O "imbrochável". Imagem do gibi de João Pinheiro
Piu Gomes
26 de abril de 2022, 11h43

Indulto a condenado pelo STF, em mais um ataque às instituições democráticas. Fake news desde a origem. Louvor a torturadores e ironias a torturados. Quatro ministros acusados de corrupção.  Devastação no meio-ambiente. Negacionismo na pandemia. Orçamento secreto e otras cositas más nas Forças Armadas.

Nesses dias em que assistimos ao indulto de um amigo presidencial e que se divulga a compra de remédio contra disfunção erétil e próteses penianas, parece claro onde a sociedade deve chutar. No saco de um Brasil que se traduz em outras 6 letras: brocha

O pesadelo do (des)governo apenas começava quando João Pinheiro apontou o dedo para a ferida que o país criou com o impeachment de Dilma Roussef. O resultado está em Depois que o Brasil Acabou, da Veneta, que traz histórias curtas criadas entre 2016 e 2020, misturando ironia e fúria.

João Pinheiro estava recebendo elogios internacionais com sua incursão pela vida e obra de William Burroughs, ícone do movimento beat, e lançando Carolina, obra em conjunto com a companheira Sirlene Barbosa, outra biografia, esta sobre a escritora Carolina Maria de Jesus, que seria indicada ao prêmio Jabuti em 2017.

Mas o paulistano da periferia (mora na Cidade Líder, Zona Leste da capital) não via com bons olhos o golpe em curso, e mirou nos patos de borracha que andavam por aí.

O torturador infiltrado. Imagens de “Depois que o Brasil Acabou”

A pegada do álbum é de fanzine, pois muitas histórias foram mesmo publicadas nos zines Cavalo de Teta e Molotov. A arte tem hachuras, retículas e recursos de mangá, numa diagramação de quadros definidos na maior parte do tempo e com espaço para comentários independentes em desenhos de prancha inteira.

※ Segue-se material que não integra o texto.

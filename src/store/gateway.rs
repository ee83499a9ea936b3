//! # Library Gateway
//!
//! Typed access to the `books` and `authors` collections. Every method is
//! a single store call or a read followed by a read; none of them write
//! more than one document.

use std::collections::HashMap;

use chrono::{NaiveDate, Utc};
use serde::de::DeserializeOwned;
use serde_json::Value;
use tracing::debug;

use crate::model::{
    Author, AuthorId, AuthorSummary, Book, BookListing, BookUpdate, NewAuthor, NewBook,
};

use super::backend::StoreHandle;
use super::collection::ID_FIELD;
use super::errors::{StoreError, StoreResult};
use super::filter::{Filter, FilterExpr};
use super::update::Update;

/// Collection holding books
pub const BOOKS: &str = "books";

/// Collection holding authors
pub const AUTHORS: &str = "authors";

/// Typed operations over a connected store
#[derive(Debug, Clone)]
pub struct LibraryGateway {
    store: StoreHandle,
}

fn decode<T: DeserializeOwned>(document: Value) -> StoreResult<T> {
    serde_json::from_value(document).map_err(StoreError::from)
}

fn by_author(author: AuthorId) -> Filter {
    Filter::by("author", author.to_string())
}

impl LibraryGateway {
    /// Wrap `store`, declaring the unique ISBN constraint on books
    pub async fn open(store: StoreHandle) -> StoreResult<Self> {
        store.ensure_unique(BOOKS, "isbn").await?;
        Ok(Self { store })
    }

    pub fn store(&self) -> &StoreHandle {
        &self.store
    }

    pub async fn find_book_by_isbn(&self, isbn: &str) -> StoreResult<Option<Book>> {
        self.store
            .find_one(BOOKS, &Filter::by("isbn", isbn))
            .await?
            .map(decode)
            .transpose()
    }

    /// Exact, case-sensitive name match
    pub async fn find_author_by_name(&self, name: &str) -> StoreResult<Option<Author>> {
        self.store
            .find_one(AUTHORS, &Filter::by("name", name))
            .await?
            .map(decode)
            .transpose()
    }

    /// Store a new author after checking its record constraints
    pub async fn create_author(&self, author: &NewAuthor) -> StoreResult<Author> {
        self.create_author_as_of(author, Utc::now().date_naive()).await
    }

    pub(crate) async fn create_author_as_of(
        &self,
        author: &NewAuthor,
        today: NaiveDate,
    ) -> StoreResult<Author> {
        author
            .check_schema(today)
            .map_err(StoreError::SchemaViolation)?;

        let document = self
            .store
            .insert_one(AUTHORS, serde_json::to_value(author)?)
            .await?;
        let author: Author = decode(document)?;

        debug!(author_id = %author.id, name = %author.name, "author created");
        Ok(author)
    }

    /// Store a new book; fails with a duplicate key error if the ISBN is taken
    pub async fn create_book(&self, book: &NewBook) -> StoreResult<Book> {
        let document = self
            .store
            .insert_one(BOOKS, serde_json::to_value(book)?)
            .await?;
        decode(document)
    }

    /// All books, each with its author reference resolved
    pub async fn list_books_with_authors(&self) -> StoreResult<Vec<BookListing>> {
        let books: Vec<Book> = self
            .store
            .find_many(BOOKS, &Filter::all())
            .await?
            .into_iter()
            .map(decode)
            .collect::<StoreResult<_>>()?;

        let mut author_ids: Vec<Value> = books
            .iter()
            .map(|book| Value::String(book.author.to_string()))
            .collect();
        author_ids.sort_by(|a, b| a.as_str().cmp(&b.as_str()));
        author_ids.dedup();

        let authors: HashMap<AuthorId, AuthorSummary> = self
            .store
            .find_many(AUTHORS, &Filter::all().and(FilterExpr::in_list(ID_FIELD, author_ids)))
            .await?
            .into_iter()
            .map(|doc| decode::<Author>(doc).map(|author| (author.id, author.summary())))
            .collect::<StoreResult<_>>()?;

        Ok(books
            .into_iter()
            .map(|book| {
                let author = authors.get(&book.author).cloned();
                BookListing::new(book, author)
            })
            .collect())
    }

    /// Overwrite every mutable field of the book with this ISBN.
    ///
    /// Returns `false` if no such book exists.
    pub async fn replace_book_fields(&self, isbn: &str, update: &BookUpdate) -> StoreResult<bool> {
        let update = Update::new()
            .set("title", update.title.clone())
            .set("price", update.price)
            .set_or_unset("language", update.language.clone())
            .set("publisher", update.publisher.clone());

        self.store
            .update_one(BOOKS, &Filter::by("isbn", isbn), &update)
            .await
    }

    /// Remove the book with this ISBN, returning it
    pub async fn delete_book_by_isbn(&self, isbn: &str) -> StoreResult<Option<Book>> {
        self.store
            .delete_one(BOOKS, &Filter::by("isbn", isbn))
            .await?
            .map(decode)
            .transpose()
    }

    pub async fn count_books_by_author(&self, author: AuthorId) -> StoreResult<usize> {
        self.store.count(BOOKS, &by_author(author)).await
    }

    pub async fn count_authors(&self) -> StoreResult<usize> {
        self.store.count(AUTHORS, &Filter::all()).await
    }

    /// Returns whether an author was removed
    pub async fn delete_author(&self, author: AuthorId) -> StoreResult<bool> {
        let deleted = self
            .store
            .delete_one(AUTHORS, &Filter::by(ID_FIELD, author.to_string()))
            .await?;
        Ok(deleted.is_some())
    }
}

#[cfg(test)]
mod tests {
    use std::sync::Arc;

    use super::*;
    use crate::store::MemoryStore;

    async fn gateway() -> LibraryGateway {
        LibraryGateway::open(Arc::new(MemoryStore::new("gateway")))
            .await
            .unwrap()
    }

    fn date(y: i32, m: u32, d: u32) -> NaiveDate {
        NaiveDate::from_ymd_opt(y, m, d).unwrap()
    }

    fn orwell() -> NewAuthor {
        NewAuthor {
            name: "George Orwell".to_string(),
            country: Some("United Kingdom".to_string()),
            birth_date: date(1903, 6, 25),
        }
    }

    fn nineteen_eighty_four(author: AuthorId) -> NewBook {
        NewBook {
            title: "1984".to_string(),
            author,
            price: 13.0,
            isbn: "978-0452284246".to_string(),
            language: Some("English".to_string()),
            number_of_pages: 328,
            publisher: "Penguin Books".to_string(),
        }
    }

    #[tokio::test]
    async fn test_create_and_find() {
        let gw = gateway().await;
        let author = gw.create_author(&orwell()).await.unwrap();
        let book = gw.create_book(&nineteen_eighty_four(author.id)).await.unwrap();

        assert_eq!(gw.find_book_by_isbn("978-0452284246").await.unwrap(), Some(book));
        assert_eq!(
            gw.find_author_by_name("George Orwell").await.unwrap(),
            Some(author)
        );
        assert_eq!(gw.find_author_by_name("george orwell").await.unwrap(), None);
    }

    #[tokio::test]
    async fn test_create_author_enforces_age() {
        let gw = gateway().await;
        let mut toddler = orwell();
        toddler.birth_date = date(2022, 1, 1);

        let err = gw
            .create_author_as_of(&toddler, date(2024, 1, 1))
            .await
            .unwrap_err();
        assert!(matches!(err, StoreError::SchemaViolation(_)));
        assert_eq!(gw.count_authors().await.unwrap(), 0);
    }

    #[tokio::test]
    async fn test_duplicate_isbn_rejected_by_store() {
        let gw = gateway().await;
        let author = gw.create_author(&orwell()).await.unwrap();
        gw.create_book(&nineteen_eighty_four(author.id)).await.unwrap();

        let err = gw
            .create_book(&nineteen_eighty_four(author.id))
            .await
            .unwrap_err();
        assert!(err.is_duplicate_key());
    }

    #[tokio::test]
    async fn test_listing_resolves_authors() {
        let gw = gateway().await;
        let author = gw.create_author(&orwell()).await.unwrap();
        gw.create_book(&nineteen_eighty_four(author.id)).await.unwrap();

        let mut animal_farm = nineteen_eighty_four(author.id);
        animal_farm.title = "Animal Farm".to_string();
        animal_farm.isbn = "978-0451526342".to_string();
        gw.create_book(&animal_farm).await.unwrap();

        let listing = gw.list_books_with_authors().await.unwrap();
        assert_eq!(listing.len(), 2);
        for entry in &listing {
            assert_eq!(entry.author.as_ref().unwrap().name, "George Orwell");
        }
    }

    #[tokio::test]
    async fn test_replace_book_fields_clears_language() {
        let gw = gateway().await;
        let author = gw.create_author(&orwell()).await.unwrap();
        gw.create_book(&nineteen_eighty_four(author.id)).await.unwrap();

        let update = BookUpdate {
            title: "Nineteen Eighty-Four".to_string(),
            price: 9.5,
            language: None,
            publisher: "Secker & Warburg".to_string(),
        };
        assert!(gw.replace_book_fields("978-0452284246", &update).await.unwrap());
        assert!(!gw.replace_book_fields("missing", &update).await.unwrap());

        let book = gw.find_book_by_isbn("978-0452284246").await.unwrap().unwrap();
        assert_eq!(book.title, "Nineteen Eighty-Four");
        assert_eq!(book.price, 9.5);
        assert_eq!(book.language, None);
        assert_eq!(book.number_of_pages, 328);
        assert_eq!(book.author, author.id);
    }

    #[tokio::test]
    async fn test_delete_and_count() {
        let gw = gateway().await;
        let author = gw.create_author(&orwell()).await.unwrap();
        gw.create_book(&nineteen_eighty_four(author.id)).await.unwrap();
        assert_eq!(gw.count_books_by_author(author.id).await.unwrap(), 1);

        let deleted = gw.delete_book_by_isbn("978-0452284246").await.unwrap().unwrap();
        assert_eq!(deleted.author, author.id);
        assert_eq!(gw.count_books_by_author(author.id).await.unwrap(), 0);
        assert!(gw.delete_book_by_isbn("978-0452284246").await.unwrap().is_none());

        assert!(gw.delete_author(author.id).await.unwrap());
        assert!(!gw.delete_author(author.id).await.unwrap());
    }
}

O traço dos personagens alterna caricatura e realismo, deixando espaço para um lirismo poético em episódios que nos transportam para a periferia e são os únicos que trazem cor. Num deles, a narrativa conduzida em primeira pessoa por um desenhista traz poderosa assinatura autoral.

Para Marcelo Quintanilha, vencedor do Festival de Angoulême desse ano, João Pinheiro se apropria da substância concreta de seu entorno e define a quebrada com contornos que são gotas de orvalho. Para a classe política, ele traça murros indefensáveis

João Pinheiro disse para o blog da editora que “essa história de heróis e vilões é algo maniqueísta, bem estadunidense. Acredito na luta coletiva, não em heróis individuais. Inclusive, não acredito em arte individual, por isso o álbum é um reflexo de quadrinhos que foram sendo feitos ao longo dos anos e de forma coletiva. Acredito que a luta, a resistência do povo, é coletiva nesse sentido”.

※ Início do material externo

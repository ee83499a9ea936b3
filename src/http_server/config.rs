//! Listener address for the book API

/// Where the HTTP server listens
#[derive(Debug, Clone, PartialEq, Eq)]
pub struct HttpServerConfig {
    /// Host name or IP, `0.0.0.0` for every interface
    pub host: String,
    pub port: u16,
}

/// Every interface
pub const DEFAULT_HOST: &str = "0.0.0.0";

pub const DEFAULT_PORT: u16 = 3000;

impl Default for HttpServerConfig {
    fn default() -> Self {
        Self::new(DEFAULT_HOST, DEFAULT_PORT)
    }
}

impl HttpServerConfig {
    pub fn new(host: impl Into<String>, port: u16) -> Self {
        Self {
            host: host.into(),
            port,
        }
    }

    /// Default host on `port`
    pub fn with_port(port: u16) -> Self {
        Self::new(DEFAULT_HOST, port)
    }

    /// `host:port`, resolved when the listener binds
    pub fn socket_addr(&self) -> String {
        format!("{}:{}", self.host, self.port)
    }
}

#[cfg(test)]
mod tests {
    use super::*;

    #[test]
    fn test_listens_everywhere_on_3000_by_default() {
        assert_eq!(HttpServerConfig::default().socket_addr(), "0.0.0.0:3000");
    }

    #[test]
    fn test_hostname_kept_verbatim() {
        let config = HttpServerConfig::new("localhost", 8080);
        assert_eq!(config.socket_addr(), "localhost:8080");
        assert_eq!(HttpServerConfig::with_port(8080).host, DEFAULT_HOST);
    }
}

Isso não impede que vejamos Antônio das Mortes, dos filmes de Glauber Rocha, lutando contra uma fascista patrulha Disney, numa história distópica onde se misturam citações ao quadrinho americano, ironias sobre o valor das HQ’s e até mesmo um clone de Marighella, que se revela na verdade o coronel Brilhante Ustra.

A Preta Maravilha

A coletividade defendida por João aparece em outra distopia, onde a Preta Maravilha e as mana da quebrada vão enfrentar a União Golpista de Temer, bispo Aranha e dos patos verdes, embaladas pelo hip hop das Zapatistas Panteras. Outro episódio tem o jacaré Wellinton, morador da periferia, que num momento de larica vai contribuir para o bestiário conservador ao gerar um cocô falante, consequência do rango feito de carne estragada e vômito de Kim Kataguiri.

O olavismo eletrocutado

Para Marcelo Quintanilha, vencedor do Festival de Angoulême desse ano, João Pinheiro se apropria da substância concreta de seu entorno e define a quebrada com contornos que são gotas de orvalho. Para a classe política, ele traça murros indefensáveis. O álbum fecha com Molotov,  de traço denso e construção ousada, que num primeiro momento abre mão de diálogos –mas não dos balões, e resume a mensagem de João Pinheiro: está na hora de fazer alguma coisa contra o que está por aí.

O coquetel das ruas

Rogério de Campos, editor da Veneta, usa de uma metáfora futebolística para definir Depois que o Brasil Acabou: apesar de ter categoria para o futebol arte, João optou por dar um chutão para a arquibancada.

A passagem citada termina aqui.